use std::fs;
use std::io;
use std::path::Path;

use ratatui::style::Color;
use serde::Deserialize;
use tracing::{debug, warn};

use crate::wire::Role;

#[derive(Debug, Clone)]
pub struct Theme {
    pub title_bg: Color,
    pub chat_bg: Color,
    pub input_bg: Color,
    pub status_bg: Color,
    pub text_fg: Color,
    pub muted_fg: Color,
    pub user_fg: Color,
    pub assistant_fg: Color,
    pub system_fg: Color,
}

impl Default for Theme {
    fn default() -> Self {
        Self {
            title_bg: Color::Rgb(40, 40, 40),
            chat_bg: Color::Rgb(30, 30, 30),
            input_bg: Color::Rgb(50, 50, 50),
            status_bg: Color::Rgb(36, 36, 36),
            text_fg: Color::Rgb(225, 225, 225),
            muted_fg: Color::Rgb(160, 160, 160),
            user_fg: Color::Rgb(80, 190, 100),
            assistant_fg: Color::Rgb(230, 150, 60),
            system_fg: Color::Rgb(120, 160, 220),
        }
    }
}

impl Theme {
    /// A missing file is normal and yields the defaults quietly.
    pub fn load_or_default(path: impl AsRef<Path>) -> Self {
        let path_ref = path.as_ref();
        match fs::read_to_string(path_ref) {
            Ok(contents) => match Self::from_toml_str(&contents) {
                Ok(theme) => theme,
                Err(err) => {
                    warn!(path = %path_ref.display(), error = %err, "invalid theme file; using defaults");
                    Self::default()
                }
            },
            Err(err) if err.kind() == io::ErrorKind::NotFound => {
                debug!(path = %path_ref.display(), "no theme file");
                Self::default()
            }
            Err(err) => {
                warn!(path = %path_ref.display(), error = %err, "unreadable theme file; using defaults");
                Self::default()
            }
        }
    }

    pub fn from_toml_str(s: &str) -> Result<Self, toml::de::Error> {
        let cfg: ThemeToml = toml::from_str(s)?;
        let base = Self::default();
        let colors = cfg.colors;
        let pick = |value: Option<RgbToml>, fallback: Color| value.map_or(fallback, |rgb| rgb.to_color());
        Ok(Self {
            title_bg: pick(colors.title_bg, base.title_bg),
            chat_bg: pick(colors.chat_bg, base.chat_bg),
            input_bg: pick(colors.input_bg, base.input_bg),
            status_bg: pick(colors.status_bg, base.status_bg),
            text_fg: pick(colors.text_fg, base.text_fg),
            muted_fg: pick(colors.muted_fg, base.muted_fg),
            user_fg: pick(colors.user_fg, base.user_fg),
            assistant_fg: pick(colors.assistant_fg, base.assistant_fg),
            system_fg: pick(colors.system_fg, base.system_fg),
        })
    }

    pub fn role_fg(&self, role: &Role) -> Color {
        match role {
            Role::User => self.user_fg,
            Role::Assistant => self.assistant_fg,
            Role::System => self.system_fg,
            Role::Other(_) => self.muted_fg,
        }
    }
}

#[derive(Debug, Deserialize)]
struct ThemeToml {
    #[serde(default)]
    colors: ThemeColorsToml,
}

#[derive(Debug, Default, Deserialize)]
struct ThemeColorsToml {
    title_bg: Option<RgbToml>,
    chat_bg: Option<RgbToml>,
    input_bg: Option<RgbToml>,
    status_bg: Option<RgbToml>,
    text_fg: Option<RgbToml>,
    muted_fg: Option<RgbToml>,
    user_fg: Option<RgbToml>,
    assistant_fg: Option<RgbToml>,
    system_fg: Option<RgbToml>,
}

#[derive(Debug, Clone, Copy, Deserialize)]
struct RgbToml {
    r: u8,
    g: u8,
    b: u8,
}

impl RgbToml {
    fn to_color(self) -> Color {
        Color::Rgb(self.r, self.g, self.b)
    }
}
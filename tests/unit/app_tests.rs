use super::*;
use crate::panel::{PanelCommand, ReportedState};
use crate::wire::Role;

fn app() -> App {
    App::new("Calc.java#add", Duration::from_secs(3))
}

fn type_text(app: &mut App, text: &str) {
    for c in text.chars() {
        app.input_char(c);
    }
}

fn set_running(app: &mut App) {
    app.apply_panel_event(PanelEvent::SessionState {
        state: ReportedState::Running,
        message: None,
    });
}

#[test]
fn plain_text_submits_a_generation() {
    let mut app = app();
    type_text(&mut app, "  cover the overflow case ");
    assert_eq!(
        app.submit_input(),
        Some(Submission::Generate("cover the overflow case".to_string()))
    );
    assert_eq!(app.chat_input(), "");
}

#[test]
fn blank_input_submits_nothing() {
    let mut app = app();
    type_text(&mut app, "   ");
    assert_eq!(app.submit_input(), None);
}

#[test]
fn description_is_refused_while_running() {
    let mut app = app();
    set_running(&mut app);
    type_text(&mut app, "another");
    assert_eq!(app.submit_input(), None);
    assert!(
        app.panel()
            .notices()
            .last()
            .is_some_and(|notice| notice.contains("/stop"))
    );
}

#[test]
fn slash_stop_queues_a_stop_while_running() {
    let mut app = app();
    set_running(&mut app);
    type_text(&mut app, "/stop");
    assert_eq!(app.submit_input(), None);
    assert_eq!(app.panel_mut().take_commands(), vec![PanelCommand::StopRun]);
}

#[test]
fn slash_commands_route_to_panel_or_caller() {
    let mut app = app();
    type_text(&mut app, "/junit 5");
    assert_eq!(
        app.submit_input(),
        Some(Submission::JunitVersion("5".to_string()))
    );

    type_text(&mut app, "/quit");
    assert_eq!(app.submit_input(), Some(Submission::Quit));

    type_text(&mut app, "/clear");
    assert_eq!(app.submit_input(), None);
    assert_eq!(app.panel_mut().take_commands(), vec![PanelCommand::ClearChat]);
}

#[test]
fn restart_and_open_need_an_existing_message() {
    let mut app = app();
    app.apply_panel_event(PanelEvent::Turn {
        role: Role::Assistant,
        content: "```kotlin\nfun t() {}\n```".to_string(),
        sender_type: None,
        index: Some(0),
    });

    type_text(&mut app, "/open 0");
    app.submit_input();
    type_text(&mut app, "/restart 0");
    app.submit_input();
    type_text(&mut app, "/restart 7");
    app.submit_input();

    assert_eq!(
        app.panel_mut().take_commands(),
        vec![
            PanelCommand::OpenCode {
                content: "fun t() {}\n".to_string(),
                lang: "kotlin".to_string(),
            },
            PanelCommand::RestartSession { number: 0 },
        ]
    );
    assert!(
        app.panel()
            .notices()
            .last()
            .is_some_and(|notice| notice.contains("'7'"))
    );
}

#[test]
fn unknown_commands_leave_a_notice() {
    let mut app = app();
    type_text(&mut app, "/dance");
    assert_eq!(app.submit_input(), None);
    assert_eq!(
        app.panel().notices().last().map(String::as_str),
        Some("Unknown command /dance")
    );
}

#[test]
fn cursor_editing_handles_multibyte_chars() {
    let mut app = app();
    type_text(&mut app, "héllo");
    app.move_cursor_left();
    app.move_cursor_left();
    app.backspace_input();
    assert_eq!(app.chat_input(), "hélo");
    app.move_cursor_home();
    app.input_char('>');
    app.move_cursor_end();
    app.input_char('!');
    assert_eq!(app.chat_input(), ">hélo!");
}

#[test]
fn manual_scroll_locks_until_idle_timeout() {
    let mut app = app();
    let start = Instant::now();
    app.sync_chat_scroll(10);
    assert_eq!(app.effective_chat_scroll(10), 10);

    app.scroll_chat_up(3, start);
    assert!(!app.panel().follows_tail());
    assert_eq!(app.effective_chat_scroll(20), 7);

    app.on_tick(start + Duration::from_secs(1));
    assert!(!app.panel().follows_tail());
    app.on_tick(start + Duration::from_secs(3));
    assert!(app.panel().follows_tail());
    assert_eq!(app.effective_chat_scroll(20), 20);
}

#[test]
fn scroll_down_is_capped() {
    let mut app = app();
    let now = Instant::now();
    app.scroll_chat_down(50, 4, now);
    assert_eq!(app.effective_chat_scroll(4), 4);
}

#[test]
fn command_suggestions_filter_by_prefix() {
    let mut app = app();
    type_text(&mut app, "/re");
    assert_eq!(
        app.command_suggestions()
            .into_iter()
            .map(|(command, _)| command)
            .collect::<Vec<_>>(),
        vec!["/restart"]
    );
    type_text(&mut app, "start 1");
    assert!(app.command_suggestions().is_empty());
}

What to work on
Go through the records above and, whenever a line includes the word "derive", copy it.

Written response
#[derive(Debug, Clone)]
#[derive(Debug, Deserialize)]
#[derive(Debug, Default, Deserialize)]
#[derive(Debug, Clone, Copy, Deserialize)]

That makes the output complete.